Cayenne Pepper Powder in Cold Process Soap 7


Today begins our last day of using kitchen spices in soap by using Cayenne Powder.

Cayennes peppers are a cultivar of the Capsicum annuum, domesticated peppers, and is related to other peppers like jalapeños, bell peppers and cascabels. This pepper was named for the capital of French Guiana, Cayenne. Cayenne peppers are eaten in many forms including fresh, dried and powdered, as well as dried flakes. While cayenne is used in many dishes around the world, it is frequently used in Sichuan (a province in Southwest China), Cajun, and Mexican cuisines. Cayenne is frequently used for dishes such as crawfish and other shellfish, marinades, guacamole, fried food coatings, spice blends and even hot chocolate!

Collect needed items:

Ingredients
Hydrogenated Soy
Palm Kernel Oil
Sunflower Oil
Sodium Hydroxide
water
Cayenne Pepper Powder
Equipment
Scale
Soap Spoon
Gloves
Rubbermaid Drawer Organizer #2915
Immersion Blender
Time spent:
Weighing time: 8 minutes
Adding lye to water: 15 seconds, followed by 60 seconds of stirring
Heating of oils time: 90 seconds
Pouring lye solution into the fat mixture: 10 seconds
Using immersion blender to mix soap solution: 90 seconds
Adding Cayenne Pepper Powder and mixing well: 30 seconds
Pour into mold: 10 seconds
Allow soap to rest: 24 hours
Recipe in ounces:
6 ounces Hydrogenated Soy
6 ounces Palm Kernel Oil
4 ounces Sunflower Oil

2.2 ounces Sodium Hydroxide
6 fl oz water

1 teaspoon Cayenne Pepper Powder

We are going to use the higher end of the water recommendations in the Lye Calculator so we can mix the cayenne powder in easily. We are also making this soap in dry weather so the soap will dry/cure quickly. If you are making this in a humid location, please use a dehumidifier to help dry out the soaps.
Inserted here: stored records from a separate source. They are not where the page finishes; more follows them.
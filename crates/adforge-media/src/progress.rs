//! Render progress reporting and FFmpeg progress parsing.

use std::sync::Arc;

use serde::{Deserialize, Serialize};

/// Engine-agnostic progress event forwarded to the caller.
#[derive(Debug, Clone, PartialEq, Serialize, Deserialize)]
pub struct RenderProgress {
    /// 0-100
    pub percent: f64,
    pub message: String,
}

impl RenderProgress {
    pub fn new(percent: f64, message: impl Into<String>) -> Self {
        Self {
            percent: percent.clamp(0.0, 100.0),
            message: message.into(),
        }
    }
}

/// Progress callback type.
///
/// Receives progress events and forwards them wherever the caller wants
/// (logs, a channel, a UI).
pub type ProgressCallback = Arc<dyn Fn(RenderProgress) + Send + Sync>;

/// A callback that drops every event.
pub fn noop_progress() -> ProgressCallback {
    Arc::new(|_| {})
}

/// Progress information from FFmpeg's `-progress` output.
#[derive(Debug, Clone, Default, Serialize, Deserialize)]
pub struct FfmpegProgress {
    /// Current frame number
    pub frame: u64,
    /// Current FPS
    pub fps: f64,
    /// Output time in milliseconds
    pub out_time_ms: i64,
    /// Encoding speed (e.g., 1.5 = 1.5x realtime)
    pub speed: f64,
    /// Whether encoding is complete
    pub is_complete: bool,
}

impl FfmpegProgress {
    /// Calculate progress percentage given total duration in milliseconds.
    pub fn percentage(&self, total_duration_ms: i64) -> f64 {
        if self.is_complete {
            return 100.0;
        }
        if total_duration_ms <= 0 {
            return 0.0;
        }
        ((self.out_time_ms as f64 / total_duration_ms as f64) * 100.0).clamp(0.0, 100.0)
    }

    /// Convert into a caller-facing event.
    pub fn to_render_progress(&self, total_duration_ms: i64) -> RenderProgress {
        let message = if self.is_complete {
            "Encoding finished".to_string()
        } else {
            format!("Encoding frame {} at {:.1}x", self.frame, self.speed)
        };
        RenderProgress::new(self.percentage(total_duration_ms), message)
    }
}

/// Parse one line of FFmpeg's `-progress` output.
///
/// Returns a snapshot each time a `progress=` line closes a block.
pub fn parse_progress_line(line: &str, current: &mut FfmpegProgress) -> Option<FfmpegProgress> {
    let (key, value) = line.trim().split_once('=')?;
    match key {
        // FFmpeg reports both keys in microseconds
        "out_time_us" | "out_time_ms" => {
            if let Ok(us) = value.parse::<i64>() {
                current.out_time_ms = us / 1000;
            }
        }
        "frame" => {
            if let Ok(frame) = value.parse() {
                current.frame = frame;
            }
        }
        "fps" => {
            if let Ok(fps) = value.parse() {
                current.fps = fps;
            }
        }
        "speed" => {
            if let Some(speed) = value.strip_suffix('x').and_then(|s| s.trim().parse().ok()) {
                current.speed = speed;
            }
        }
        "progress" => {
            if value == "end" {
                current.is_complete = true;
            }
            return Some(current.clone());
        }
        _ => {}
    }
    None
}

#[cfg(test)]
mod tests {
    use super::*;
    use std::sync::Mutex;

    #[test]
    fn test_progress_parsing() {
        let mut progress = FfmpegProgress::default();

        assert!(parse_progress_line("out_time_us=5000000", &mut progress).is_none());
        assert_eq!(progress.out_time_ms, 5000);

        parse_progress_line("speed=1.5x", &mut progress);
        assert!((progress.speed - 1.5).abs() < 0.01);

        parse_progress_line("speed=N/A", &mut progress);
        assert!((progress.speed - 1.5).abs() < 0.01);

        let snapshot = parse_progress_line("progress=end", &mut progress).unwrap();
        assert!(snapshot.is_complete);
        assert_eq!(snapshot.percentage(20_000), 100.0);
    }

    #[test]
    fn test_percentage_clamped() {
        let progress = FfmpegProgress {
            out_time_ms: 15_000,
            ..Default::default()
        };
        assert!((progress.percentage(30_000) - 50.0).abs() < 0.01);
        assert_eq!(progress.percentage(10_000), 100.0);
        assert_eq!(progress.percentage(0), 0.0);
    }

    #[test]
    fn test_callback_receives_events() {
        let seen = Arc::new(Mutex::new(Vec::new()));
        let sink = seen.clone();
        let callback: ProgressCallback = Arc::new(move |event| {
            sink.lock().unwrap().push(event.percent);
        });

        callback(RenderProgress::new(150.0, "over"));
        callback(RenderProgress::new(40.0, "mid"));
        assert_eq!(*seen.lock().unwrap(), vec![100.0, 40.0]);
    }
}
Measure fixed oils on your scale. Warm the fixed oils on the stove or in the microwave. I melted the oils in the microwave. Add sodium hydroxide to the water. Mix well.

Combine oils and lye solution. Stir until thin trace. Upon light trace, add the cayenne powder. Stir well. Pour soap into molds. I used the Rubbermaid Drawer Organizers #2915 as the mold. Allow to sit until soap is firm.

The next morning cut into bars. Stack to allow good air circulation. Allow to cure for several days before using. Longer curing will result in a harder bar.

Notes:
I have not seen cayenne powder used in cold process soap before but I thought that if we can use chili powder and paprika, why can’t we use cayenne powder? I received lots of teasing for using cayenne powder, but once the soap was cut I was told that it made a really pretty soap. After the cayenne powder was added, the soap turned a pretty orange-red color. When I cut the soap after 24 hours, I excited to see that the soap was still an orange-red color with darker red specks. As the soap has aged, the orange color has faded some and left a red-peach colored soap with red specks. The cayenne powder did contribute a spicy scent to the soap after being added and during the gel phase. The soap does have a mild sweet spice scent now. It is not a strong scent and it should not interfere with any scent. I would recommend leaving 1 teaspoon as the maximum usage rate because I think this soap could possibly be irritating to the skin.

After looking at the finished soap, I think the best scents for this soap would be fruity or fall scents like Pumpkin Pie, Spiced Fig, Welcome Home, Apple Jack, Red Grape & Blueberry, Punch Party and Fruit Slices.

The cayenne powder soap samples have been sent to the Shipping Department to send out in orders. I really want to hear your comments about this or any of the other soaps with kitchen spices. I hope that anyone wanting a sample soap will request one and if we have any samples we will send them to you.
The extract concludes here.